__EXERCISE DATA__
_____
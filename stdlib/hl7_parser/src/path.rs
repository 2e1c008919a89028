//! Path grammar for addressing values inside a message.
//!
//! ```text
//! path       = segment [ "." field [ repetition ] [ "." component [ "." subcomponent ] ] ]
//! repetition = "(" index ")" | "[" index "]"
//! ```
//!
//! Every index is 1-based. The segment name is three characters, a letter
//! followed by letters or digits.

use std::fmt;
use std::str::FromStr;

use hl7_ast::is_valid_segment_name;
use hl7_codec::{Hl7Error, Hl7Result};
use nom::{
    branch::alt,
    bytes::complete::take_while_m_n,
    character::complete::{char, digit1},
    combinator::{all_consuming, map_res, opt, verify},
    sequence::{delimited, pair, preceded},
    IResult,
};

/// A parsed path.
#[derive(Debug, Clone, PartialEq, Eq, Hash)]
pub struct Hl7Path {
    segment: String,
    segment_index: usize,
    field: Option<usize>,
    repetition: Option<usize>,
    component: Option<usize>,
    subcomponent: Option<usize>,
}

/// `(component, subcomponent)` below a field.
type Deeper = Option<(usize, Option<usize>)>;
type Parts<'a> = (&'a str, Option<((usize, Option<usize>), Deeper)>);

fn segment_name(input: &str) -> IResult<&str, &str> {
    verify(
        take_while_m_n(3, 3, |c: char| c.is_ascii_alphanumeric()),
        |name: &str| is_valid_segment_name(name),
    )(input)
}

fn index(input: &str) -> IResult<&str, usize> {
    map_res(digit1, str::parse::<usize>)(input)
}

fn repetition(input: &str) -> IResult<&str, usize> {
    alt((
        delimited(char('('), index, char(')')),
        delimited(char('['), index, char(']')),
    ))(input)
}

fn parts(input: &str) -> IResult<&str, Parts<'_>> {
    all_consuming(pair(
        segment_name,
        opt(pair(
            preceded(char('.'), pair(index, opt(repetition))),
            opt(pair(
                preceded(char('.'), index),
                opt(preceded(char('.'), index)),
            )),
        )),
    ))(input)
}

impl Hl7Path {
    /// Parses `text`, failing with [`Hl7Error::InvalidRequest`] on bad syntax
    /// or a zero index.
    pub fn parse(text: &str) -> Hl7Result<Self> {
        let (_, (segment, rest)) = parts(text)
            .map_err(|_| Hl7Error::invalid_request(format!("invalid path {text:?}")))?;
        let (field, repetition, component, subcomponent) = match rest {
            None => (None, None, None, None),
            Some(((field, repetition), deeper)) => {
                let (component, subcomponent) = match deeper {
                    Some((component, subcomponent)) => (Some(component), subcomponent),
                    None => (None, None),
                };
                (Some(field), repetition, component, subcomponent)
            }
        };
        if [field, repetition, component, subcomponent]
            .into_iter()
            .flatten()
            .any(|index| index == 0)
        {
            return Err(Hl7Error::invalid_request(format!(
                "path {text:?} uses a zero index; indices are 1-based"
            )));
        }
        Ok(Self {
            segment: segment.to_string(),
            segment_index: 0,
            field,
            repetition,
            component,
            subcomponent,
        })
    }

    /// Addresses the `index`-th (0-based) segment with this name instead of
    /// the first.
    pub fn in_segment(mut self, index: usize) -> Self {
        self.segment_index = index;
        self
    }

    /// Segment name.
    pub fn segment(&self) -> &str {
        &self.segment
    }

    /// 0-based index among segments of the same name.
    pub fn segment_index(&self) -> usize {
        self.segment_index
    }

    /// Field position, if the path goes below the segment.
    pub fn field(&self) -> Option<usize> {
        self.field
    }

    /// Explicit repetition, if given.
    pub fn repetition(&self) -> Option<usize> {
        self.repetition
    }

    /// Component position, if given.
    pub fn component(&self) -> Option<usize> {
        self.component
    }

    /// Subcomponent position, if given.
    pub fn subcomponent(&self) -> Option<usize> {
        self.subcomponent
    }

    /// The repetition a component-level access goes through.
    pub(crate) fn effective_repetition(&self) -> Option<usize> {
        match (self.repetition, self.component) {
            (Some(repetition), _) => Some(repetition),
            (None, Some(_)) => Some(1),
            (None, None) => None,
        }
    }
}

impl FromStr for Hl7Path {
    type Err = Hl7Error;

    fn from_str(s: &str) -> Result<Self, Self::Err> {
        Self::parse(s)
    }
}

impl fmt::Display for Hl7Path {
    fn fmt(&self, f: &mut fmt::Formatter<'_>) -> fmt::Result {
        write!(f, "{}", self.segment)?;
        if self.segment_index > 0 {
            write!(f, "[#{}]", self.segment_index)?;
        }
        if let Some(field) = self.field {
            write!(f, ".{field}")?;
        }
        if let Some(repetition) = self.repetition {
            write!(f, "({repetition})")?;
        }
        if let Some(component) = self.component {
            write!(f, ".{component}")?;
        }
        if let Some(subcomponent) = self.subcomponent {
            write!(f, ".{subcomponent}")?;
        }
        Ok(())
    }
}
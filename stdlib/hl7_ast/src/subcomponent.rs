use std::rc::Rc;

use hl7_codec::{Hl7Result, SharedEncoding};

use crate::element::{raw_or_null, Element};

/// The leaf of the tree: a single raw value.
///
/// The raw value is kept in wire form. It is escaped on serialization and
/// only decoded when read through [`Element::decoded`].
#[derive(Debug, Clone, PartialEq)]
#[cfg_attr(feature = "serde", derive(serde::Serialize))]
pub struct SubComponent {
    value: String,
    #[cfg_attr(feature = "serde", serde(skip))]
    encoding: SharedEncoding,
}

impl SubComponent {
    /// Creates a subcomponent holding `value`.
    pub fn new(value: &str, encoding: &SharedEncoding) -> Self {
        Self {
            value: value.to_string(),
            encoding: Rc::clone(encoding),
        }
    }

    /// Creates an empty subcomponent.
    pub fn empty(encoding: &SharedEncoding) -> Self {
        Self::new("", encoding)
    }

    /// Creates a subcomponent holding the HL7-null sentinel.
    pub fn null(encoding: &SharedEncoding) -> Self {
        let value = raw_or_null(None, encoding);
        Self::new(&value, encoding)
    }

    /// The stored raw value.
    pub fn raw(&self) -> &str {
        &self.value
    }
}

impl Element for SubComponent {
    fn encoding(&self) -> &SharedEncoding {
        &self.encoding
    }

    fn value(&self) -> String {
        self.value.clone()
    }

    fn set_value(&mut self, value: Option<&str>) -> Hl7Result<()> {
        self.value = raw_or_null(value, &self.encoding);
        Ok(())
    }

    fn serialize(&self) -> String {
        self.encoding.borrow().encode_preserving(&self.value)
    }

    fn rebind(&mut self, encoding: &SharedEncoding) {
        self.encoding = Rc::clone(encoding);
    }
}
_____
__WORK TO BE COMPLETED__
The response should reproduce every entry above exactly.

__RESULT OF THIS EXERCISE__
filename stdlib/hl7_parser/src/path.rs
repository 2e1c008919a89028
//! Path grammar for addressing values inside a message.
//!
//! ```text
//! path       = segment [ "." field [ repetition ] [ "." component [ "." subcomponent ] ] ]
//! repetition = "(" index ")" | "[" index "]"
//! ```
//!
//! Every index is 1-based. The segment name is three characters, a letter
//! followed by letters or digits.

use std::fmt;
use std::str::FromStr;

use hl7_ast::is_valid_segment_name;
use hl7_codec::{Hl7Error, Hl7Result};
use nom::{
    branch::alt,
    bytes::complete::take_while_m_n,
    character::complete::{char, digit1},
    combinator::{all_consuming, map_res, opt, verify},
    sequence::{delimited, pair, preceded},
    IResult,
};

/// A parsed path.
#[derive(Debug, Clone, PartialEq, Eq, Hash)]
pub struct Hl7Path {
    segment: String,
    segment_index: usize,
    field: Option<usize>,
    repetition: Option<usize>,
    component: Option<usize>,
    subcomponent: Option<usize>,
}

/// `(component, subcomponent)` below a field.
type Deeper = Option<(usize, Option<usize>)>;
type Parts<'a> = (&'a str, Option<((usize, Option<usize>), Deeper)>);

fn segment_name(input: &str) -> IResult<&str, &str> {
    verify(
        take_while_m_n(3, 3, |c: char| c.is_ascii_alphanumeric()),
        |name: &str| is_valid_segment_name(name),
    )(input)
}

fn index(input: &str) -> IResult<&str, usize> {
    map_res(digit1, str::parse::<usize>)(input)
}

fn repetition(input: &str) -> IResult<&str, usize> {
    alt((
        delimited(char('('), index, char(')')),
        delimited(char('['), index, char(']')),
    ))(input)
}

fn parts(input: &str) -> IResult<&str, Parts<'_>> {
    all_consuming(pair(
        segment_name,
        opt(pair(
            preceded(char('.'), pair(index, opt(repetition))),
            opt(pair(
                preceded(char('.'), index),
                opt(preceded(char('.'), index)),
            )),
        )),
    ))(input)
}

impl Hl7Path {
    /// Parses `text`, failing with [`Hl7Error::InvalidRequest`] on bad syntax
    /// or a zero index.
    pub fn parse(text: &str) -> Hl7Result<Self> {
        let (_, (segment, rest)) = parts(text)
            .map_err(|_| Hl7Error::invalid_request(format!("invalid path {text:?}")))?;
        let (field, repetition, component, subcomponent) = match rest {
            None => (None, None, None, None),
            Some(((field, repetition), deeper)) => {
                let (component, subcomponent) = match deeper {
                    Some((component, subcomponent)) => (Some(component), subcomponent),
                    None => (None, None),
                };
                (Some(field), repetition, component, subcomponent)
            }
        };
        if [field, repetition, component, subcomponent]
            .into_iter()
            .flatten()
            .any(|index| index == 0)
        {
            return Err(Hl7Error::invalid_request(format!(
                "path {text:?} uses a zero index; indices are 1-based"
            )));
        }
        Ok(Self {
            segment: segment.to_string(),
            segment_index: 0,
            field,
            repetition,
            component,
            subcomponent,
        })
    }

    /// Addresses the `index`-th (0-based) segment with this name instead of
    /// the first.
    pub fn in_segment(mut self, index: usize) -> Self {
        self.segment_index = index;
        self
    }

    /// Segment name.
    pub fn segment(&self) -> &str {
        &self.segment
    }

    /// 0-based index among segments of the same name.
    pub fn segment_index(&self) -> usize {
        self.segment_index
    }

    /// Field position, if the path goes below the segment.
    pub fn field(&self) -> Option<usize> {
        self.field
    }

    /// Explicit repetition, if given.
    pub fn repetition(&self) -> Option<usize> {
        self.repetition
    }

    /// Component position, if given.
    pub fn component(&self) -> Option<usize> {
        self.component
    }

    /// Subcomponent position, if given.
    pub fn subcomponent(&self) -> Option<usize> {
        self.subcomponent
    }

    /// The repetition a component-level access goes through.
    pub(crate) fn effective_repetition(&self) -> Option<usize> {
        match (self.repetition, self.component) {
            (Some(repetition), _) => Some(repetition),
            (None, Some(_)) => Some(1),
            (None, None) => None,
        }
    }
}

impl FromStr for Hl7Path {
    type Err = Hl7Error;

    fn from_str(s: &str) -> Result<Self, Self::Err> {
        Self::parse(s)
    }
}

impl fmt::Display for Hl7Path {
    fn fmt(&self, f: &mut fmt::Formatter<'_>) -> fmt::Result {
        write!(f, "{}", self.segment)?;
        if self.segment_index > 0 {
            write!(f, "[#{}]", self.segment_index)?;
        }
        if let Some(field) = self.field {
            write!(f, ".{field}")?;
        }
        if let Some(repetition) = self.repetition {
            write!(f, "({repetition})")?;
        }
        if let Some(component) = self.component {
            write!(f, ".{component}")?;
        }
        if let Some(subcomponent) = self.subcomponent {
            write!(f, ".{subcomponent}")?;
        }
        Ok(())
    }
}
filename stdlib/hl7_ast/src/subcomponent.rs
use std::rc::Rc;

use hl7_codec::{Hl7Result, SharedEncoding};

use crate::element::{raw_or_null, Element};

/// The leaf of the tree: a single raw value.
///
/// The raw value is kept in wire form. It is escaped on serialization and
/// only decoded when read through [`Element::decoded`].
#[derive(Debug, Clone, PartialEq)]
#[cfg_attr(feature = "serde", derive(serde::Serialize))]
pub struct SubComponent {
    value: String,
    #[cfg_attr(feature = "serde", serde(skip))]
    encoding: SharedEncoding,
}

impl SubComponent {
    /// Creates a subcomponent holding `value`.
    pub fn new(value: &str, encoding: &SharedEncoding) -> Self {
        Self {
            value: value.to_string(),
            encoding: Rc::clone(encoding),
        }
    }

    /// Creates an empty subcomponent.
    pub fn empty(encoding: &SharedEncoding) -> Self {
        Self::new("", encoding)
    }

    /// Creates a subcomponent holding the HL7-null sentinel.
    pub fn null(encoding: &SharedEncoding) -> Self {
        let value = raw_or_null(None, encoding);
        Self::new(&value, encoding)
    }

    /// The stored raw value.
    pub fn raw(&self) -> &str {
        &self.value
    }
}

impl Element for SubComponent {
    fn encoding(&self) -> &SharedEncoding {
        &self.encoding
    }

    fn value(&self) -> String {
        self.value.clone()
    }

    fn set_value(&mut self, value: Option<&str>) -> Hl7Result<()> {
        self.value = raw_or_null(value, &self.encoding);
        Ok(())
    }

    fn serialize(&self) -> String {
        self.encoding.borrow().encode_preserving(&self.value)
    }

    fn rebind(&mut self, encoding: &SharedEncoding) {
        self.encoding = Rc::clone(encoding);
    }
}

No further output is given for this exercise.